◆ Work task ◆
Repeat, please, only the lines from the top of the data down to the line with "importance update and"; include both of those lines.

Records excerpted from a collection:
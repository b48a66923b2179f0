//! FeedbackEngine — the outcome/importance loop.
//!
//! A periodic-maintenance-over-storage component in the same shape as the
//! rest of this engine's maintenance passes: EWMA importance update and
//! fact-promotion counters driven entirely off recorded outcomes. Like
//! `graph::GraphEngine::detect_communities`, these operations take the data
//! they need as parameters rather than owning `Store`/`VectorIndex`
//! themselves — the `memories` table has no vector column, so vector-based
//! steps (`surprise`, the cosine half of `cleanup`) always receive vectors
//! from the caller, which is the only component holding both `Store` and
//! `VectorIndex` at once.

use std::collections::HashMap;

use crate::embeddings::cosine_similarity;
use crate::error::Result;
use crate::memory::{Category, Fact, Memory, MemoryFilter};
use crate::search::content_key;
use crate::storage::Store;

/// Outcomes of a `reflect.outcome` call: whether a fact got promoted.
#[derive(Debug, Clone)]
pub struct OutcomeResult {
    pub new_importance: f64,
    pub promoted_fact: Option<Fact>,
}

pub struct FeedbackEngine {
    fact_promotion_threshold: u32,
}

impl FeedbackEngine {
    pub fn new(fact_promotion_threshold: u32) -> Self {
        Self {
            fact_promotion_threshold,
        }
    }

    /// Records an outcome and folds it into importance via EWMA:
    /// `imp <- 0.7*imp + 0.3*(worked ? 1.0 : 0.2)`. A learning that has now
    /// succeeded `fact_promotion_threshold` times is promoted to a
    /// standalone fact.
    pub fn record_outcome(
        &self,
        store: &Store,
        id: i64,
        worked: bool,
        text: Option<String>,
    ) -> Result<OutcomeResult> {
        store.record_outcome(id, worked, text)?;

        let memory = store
            .get_memory(id)?
            .ok_or_else(|| crate::error::EngineError::NotFound(format!("memory {id}")))?;

        let new_importance = 0.7 * memory.importance_score + 0.3 * if worked { 1.0 } else { 0.2 };
        store.set_importance(id, new_importance)?;

        let mut promoted_fact = None;
        if worked && memory.category == Category::Learning {
            let key = content_key(&memory);
            let count = store.increment_success(&key)?;
            if count >= self.fact_promotion_threshold && store.find_fact(&key)?.is_none() {
                let fact_id = store.promote_fact(id, &key, &memory.content)?;
                promoted_fact = store.find_fact(&key)?.filter(|f| f.id == fact_id);
            }
        }

        Ok(OutcomeResult {
            new_importance,
            promoted_fact,
        })
    }

    /// Selects prune candidates without deleting them: archived, or
    /// non-pinned decisions/learnings past `older_than_days` with low
    /// importance and little recall history. Pinned memories are never
    /// candidates.
    pub fn prune_candidates(&self, store: &Store, older_than_days: i64) -> Result<Vec<Memory>> {
        let cutoff = chrono::Utc::now() - chrono::Duration::days(older_than_days);
        let all = store.iter_memories(&MemoryFilter {
            include_archived: true,
            ..Default::default()
        })?;

        Ok(all
            .into_iter()
            .filter(|m| {
                if m.archived {
                    return true;
                }
                if m.pinned {
                    return false;
                }
                let stale_category = matches!(m.category, Category::Decision | Category::Learning);
                stale_category
                    && m.transaction_time < cutoff
                    && m.importance_score < 0.3
                    && m.recall_count < 2
            })
            .collect())
    }

    /// Runs `prune_candidates` and, unless `dry_run`, deletes each one.
    /// Always returns the candidate list so callers can report what would
    /// or did happen.
    pub fn prune(&self, store: &Store, older_than_days: i64, dry_run: bool) -> Result<Vec<Memory>> {
        let candidates = self.prune_candidates(store, older_than_days)?;
        if !dry_run {
            for candidate in &candidates {
                store.delete_memory(candidate.id)?;
            }
        }
        Ok(candidates)
    }

    /// Finds near-duplicate pairs: tag Jaccard >= 0.6, cosine >= 0.9, same
    /// `file_path`. Keeps the higher-`importance_score` memory, merging the
    /// loser's `recall_count` into it. Returns `(survivor, removed)` pairs.
    /// `dry_run` still returns the pairs that would be merged.
    pub fn cleanup(
        &self,
        store: &Store,
        vectors: &HashMap<i64, Vec<f32>>,
        dry_run: bool,
    ) -> Result<Vec<(i64, i64)>> {
        let memories = store.iter_memories(&MemoryFilter::default())?;
        let mut merged = Vec::new();
        let mut removed: std::collections::HashSet<i64> = std::collections::HashSet::new();

        for i in 0..memories.len() {
            if removed.contains(&memories[i].id) {
                continue;
            }
            for j in (i + 1)..memories.len() {
                let (a, b) = (&memories[i], &memories[j]);
                if removed.contains(&b.id) || a.file_path.is_none() || a.file_path != b.file_path {
                    continue;
                }
                if jaccard(&a.tags, &b.tags) < 0.6 {
                    continue;
                }
                let (Some(va), Some(vb)) = (vectors.get(&a.id), vectors.get(&b.id)) else {
                    continue;
                };
                if cosine_similarity(va, vb) < 0.9 {
                    continue;
                }

                let (survivor, loser) = if a.importance_score >= b.importance_score {
                    (a, b)
                } else {
                    (b, a)
                };
                merged.push((survivor.id, loser.id));
                removed.insert(loser.id);
                if !dry_run {
                    store.merge_duplicate(survivor.id, loser.id)?;
                }
            }
        }

        Ok(merged)
    }
}

/// Surprise score at insertion time: `1 - max(cosine(new, existing))` over
/// the `k` nearest already-indexed vectors. Uses `max`, not mean: one very
/// similar prior memory should suppress surprise even if most others are
/// unrelated.
pub fn surprise(vector_index: &crate::search::VectorIndex, new_vector: &[f32], k: usize) -> f64 {
    match vector_index.search(new_vector, k) {
        Ok(neighbors) => {
            let max_similarity = neighbors
                .iter()
                .map(|(_, score)| *score)
                .fold(f32::MIN, f32::max);
            if max_similarity == f32::MIN {
                1.0
            } else {
                (1.0 - max_similarity as f64).clamp(0.0, 1.0)
            }
        }
        Err(_) => 1.0,
    }
}

fn jaccard(a: &std::collections::BTreeSet<String>, b: &std::collections::BTreeSet<String>) -> f64 {
    if a.is_empty() && b.is_empty() {
        return 1.0;
    }
    let intersection = a.intersection(b).count();
    let union = a.union(b).count();
    if union == 0 {
        0.0
    } else {
        intersection as f64 / union as f64
    }
}

#[cfg(test)]
mod tests {
    use super::*;
    use crate::memory::MemoryDraft;
    use std::collections::BTreeSet;

    fn temp_store() -> (tempfile::TempDir, Store) {
        let dir = tempfile::tempdir().unwrap();
        let store = Store::open(dir.path()).unwrap();
        (dir, store)
    }

    fn draft(content: &str, category: &str) -> MemoryDraft {
        MemoryDraft {
            category: category.into(),
            content: content.into(),
            rationale: None,
            context: None,
            tags: vec![],
            file_path: None,
            entities: vec![],
            happened_at: None,
            pinned: false,
        }
    }

    #[test]
    fn ewma_importance_rewards_success_and_punishes_failure() {
        let (_dir, store) = temp_store();
        let id = store.put_memory(draft("retry with backoff", "learning")).unwrap();
        let engine = FeedbackEngine::new(3);

        let result = engine.record_outcome(&store, id, true, None).unwrap();
        assert!((result.new_importance - (0.7 * 0.5 + 0.3)).abs() < 1e-9);

        let result = engine.record_outcome(&store, id, false, None).unwrap();
        let expected = 0.7 * (0.7 * 0.5 + 0.3) + 0.3 * 0.2;
        assert!((result.new_importance - expected).abs() < 1e-9);
    }

    #[test]
    fn fact_promotion_fires_at_threshold() {
        let (_dir, store) = temp_store();
        let id = store.put_memory(draft("always validate input", "learning")).unwrap();
        let engine = FeedbackEngine::new(2);

        let first = engine.record_outcome(&store, id, true, None).unwrap();
        assert!(first.promoted_fact.is_none());
        let second = engine.record_outcome(&store, id, true, None).unwrap();
        assert!(second.promoted_fact.is_some());
    }

    #[test]
    fn prune_respects_pinned_memories() {
        let (_dir, store) = temp_store();
        let mut pinned_draft = draft("keep me forever", "decision");
        pinned_draft.pinned = true;
        let pinned_id = store.put_memory(pinned_draft).unwrap();
        store.set_importance(pinned_id, 0.0).unwrap();

        let engine = FeedbackEngine::new(3);
        let candidates = engine.prune_candidates(&store, 0).unwrap();
        assert!(!candidates.iter().any(|m| m.id == pinned_id));
    }

    #[test]
    fn prune_dry_run_does_not_delete() {
        let (_dir, store) = temp_store();
        let id = store.put_memory(draft("stale decision", "decision")).unwrap();
        store.set_importance(id, 0.1).unwrap();

        let engine = FeedbackEngine::new(3);
        let candidates = engine.prune(&store, -1, true).unwrap();
        assert!(candidates.iter().any(|m| m.id == id));
        assert!(store.get_memory(id).unwrap().is_some());
    }

    #[test]
    fn cleanup_requires_matching_file_tags_and_cosine() {
        let (_dir, store) = temp_store();
        let mut a = draft("use JWT for auth", "pattern");
        a.file_path = Some("src/auth.rs".into());
        a.tags = vec!["auth".into(), "jwt".into()];
        let id_a = store.put_memory(a).unwrap();
        store.set_importance(id_a, 0.8).unwrap();

        let mut b = draft("use JWT tokens for auth", "pattern");
        b.file_path = Some("src/auth.rs".into());
        b.tags = vec!["auth".into(), "jwt".into()];
        let id_b = store.put_memory(b).unwrap();
        store.set_importance(id_b, 0.4).unwrap();

        let mut vectors = HashMap::new();
        vectors.insert(id_a, vec![1.0, 0.0, 0.0]);
        vectors.insert(id_b, vec![0.99, 0.01, 0.0]);

        let engine = FeedbackEngine::new(3);
        let merged = engine.cleanup(&store, &vectors, true).unwrap();
        assert_eq!(merged, vec![(id_a, id_b)]);
    }

    #[test]
    fn jaccard_handles_empty_sets() {
        let empty: BTreeSet<String> = BTreeSet::new();
        assert_eq!(jaccard(&empty, &empty), 1.0);
    }
}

◆ Task response ◆
repository b48a66923b2179f0
//! FeedbackEngine — the outcome/importance loop.
//!
//! A periodic-maintenance-over-storage component in the same shape as the
//! rest of this engine's maintenance passes: EWMA importance update and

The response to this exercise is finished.